# [Work instructions]
Read the listing below and copy out each line where the word "impl" occurs.

[Records for this exercise Boundary: Start]

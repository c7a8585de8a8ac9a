//! Wire protocol for the duet broker.
//!
//! Every frame is a JSON object tagged by `type` with kebab-case event
//! names and camelCase fields, e.g.
//! `{"type":"send-message","message":"hi","msgId":"m1"}`.
//! Unknown fields are ignored so older clients that still send a
//! `roomId` on every event keep working.

use duet_common::{ConnectionId, RoomId};
use serde::{Deserialize, Serialize};
use serde_json::Value;

use crate::playback::{PlaybackControl, PlaybackSnapshot};
use crate::relay::{CallSignal, RelayEvent};

// ---------------------------------------------------------------------------
// Client -> broker
// ---------------------------------------------------------------------------

/// Events a client may send.
#[derive(Debug, Clone, Deserialize)]
#[serde(tag = "type", rename_all = "kebab-case", rename_all_fields = "camelCase")]
pub enum ClientEvent {
    /// Ask the broker to allocate a fresh room id. Creates no state.
    CreateRoom,

    JoinRoom {
        room_id: RoomId,
        user_name: String,
        #[serde(default)]
        avatar: String,
    },

    SendMessage {
        message: String,
        #[serde(default)]
        timestamp: Value,
        msg_id: String,
    },

    Typing {
        is_typing: bool,
    },

    MessageSeen {
        msg_id: String,
    },

    MusicControl {
        track_index: u32,
        playing: bool,
        position: f64,
    },

    CallRequest,
    CallCancelled,
    CallAccepted,
    CallRejected,
    CallEnded,

    VideoOffer {
        offer: Value,
    },

    VideoAnswer {
        answer: Value,
    },

    IceCandidate {
        candidate: Value,
    },

    ToggleVideo {
        enabled: bool,
    },

    ToggleAudio {
        enabled: bool,
    },

    /// Explicit departure without closing the socket.
    Leaving,
}

/// Parameters of a join request.
#[derive(Debug, Clone, PartialEq)]
pub struct JoinRequest {
    pub room_id: RoomId,
    pub display_name: String,
    pub avatar: String,
    pub origin: String,
}

/// What the coordinator should do with a parsed client event.
#[derive(Debug, Clone)]
pub enum Command {
    CreateRoom,
    Join {
        room_id: RoomId,
        display_name: String,
        avatar: String,
    },
    Relay(RelayEvent),
    Leave,
}

impl From<ClientEvent> for Command {
    fn from(event: ClientEvent) -> Self {
        match event {
            ClientEvent::CreateRoom => Command::CreateRoom,
            ClientEvent::JoinRoom {
                room_id,
                user_name,
                avatar,
            } => Command::Join {
                room_id,
                display_name: user_name,
                avatar,
            },
            ClientEvent::SendMessage {
                message,
                timestamp,
                msg_id,
            } => Command::Relay(RelayEvent::Message {
                message,
                timestamp,
                msg_id,
            }),
            ClientEvent::Typing { is_typing } => Command::Relay(RelayEvent::Typing { is_typing }),
            ClientEvent::MessageSeen { msg_id } => Command::Relay(RelayEvent::Seen { msg_id }),
            ClientEvent::MusicControl {
                track_index,
                playing,
                position,
            } => Command::Relay(RelayEvent::Playback(PlaybackControl {
                track_index,
                playing,
                position,
            })),
            ClientEvent::CallRequest => Command::Relay(RelayEvent::Call(CallSignal::Request)),
            ClientEvent::CallCancelled => Command::Relay(RelayEvent::Call(CallSignal::Cancelled)),
            ClientEvent::CallAccepted => Command::Relay(RelayEvent::Call(CallSignal::Accepted)),
            ClientEvent::CallRejected => Command::Relay(RelayEvent::Call(CallSignal::Rejected)),
            ClientEvent::CallEnded => Command::Relay(RelayEvent::Call(CallSignal::Ended)),
            ClientEvent::VideoOffer { offer } => {
                Command::Relay(RelayEvent::Call(CallSignal::VideoOffer { offer }))
            }
            ClientEvent::VideoAnswer { answer } => {
                Command::Relay(RelayEvent::Call(CallSignal::VideoAnswer { answer }))
            }
            ClientEvent::IceCandidate { candidate } => {
                Command::Relay(RelayEvent::Call(CallSignal::IceCandidate { candidate }))
            }
            ClientEvent::ToggleVideo { enabled } => {
                Command::Relay(RelayEvent::Call(CallSignal::ToggleVideo { enabled }))
            }
            ClientEvent::ToggleAudio { enabled } => {
                Command::Relay(RelayEvent::Call(CallSignal::ToggleAudio { enabled }))
            }
            ClientEvent::Leaving => Command::Leave,
        }
    }
}

// ---------------------------------------------------------------------------
// Broker -> client
// ---------------------------------------------------------------------------

/// Events the broker sends to clients.
#[derive(Debug, Clone, PartialEq, Serialize)]
#[serde(tag = "type", rename_all = "kebab-case", rename_all_fields = "camelCase")]
pub enum ServerEvent {
    RoomCreated {
        room_id: String,
        link: String,
    },

    JoinedRoom {
        room_id: RoomId,
        user_count: usize,
        is_alone: bool,
        music_state: PlaybackSnapshot,
    },

    PartnerJoined {
        name: String,
        avatar: String,
        user_count: usize,
    },

    PartnerAlreadyHere {
        name: String,
        avatar: String,
    },

    RoomFull,

    OriginAlreadyConnected,

    ReceiveMessage {
        from: String,
        avatar: String,
        message: String,
        timestamp: Value,
        msg_id: String,
        socket_id: ConnectionId,
    },

    PartnerTyping {
        is_typing: bool,
        name: String,
    },

    MessageSeen {
        msg_id: String,
    },

    MusicSync(PlaybackSnapshot),

    CallRequest {
        from: ConnectionId,
        name: String,
        avatar: String,
    },

    CallCancelled,
    CallAccepted,
    CallRejected,
    CallEnded,

    VideoOffer {
        from: ConnectionId,
        offer: Value,
    },

    VideoAnswer {
        from: ConnectionId,
        answer: Value,
    },

    IceCandidate {
        candidate: Value,
    },

    ToggleVideo {
        enabled: bool,
    },

    ToggleAudio {
        enabled: bool,
    },

    PartnerLeft {
        name: String,
    },

    Error {
        message: String,
    },
}

impl ServerEvent {
    /// Serialize to a JSON text frame.
    pub fn to_json(&self) -> String {
        serde_json::to_string(self).unwrap_or_else(|e| {
            format!("{{\"type\":\"error\",\"message\":\"failed to encode event: {e}\"}}")
        })
    }
}

/// One outbound message addressed to one connection.
#[derive(Debug, Clone, PartialEq)]
pub struct Delivery {
    pub to: ConnectionId,
    pub event: ServerEvent,
}

impl Delivery {
    pub fn new(to: ConnectionId, event: ServerEvent) -> Self {
        Self { to, event }
    }
}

[Records for this exercise Boundary: End]

# [Result]
impl From<ClientEvent> for Command {
impl ServerEvent {
impl Delivery {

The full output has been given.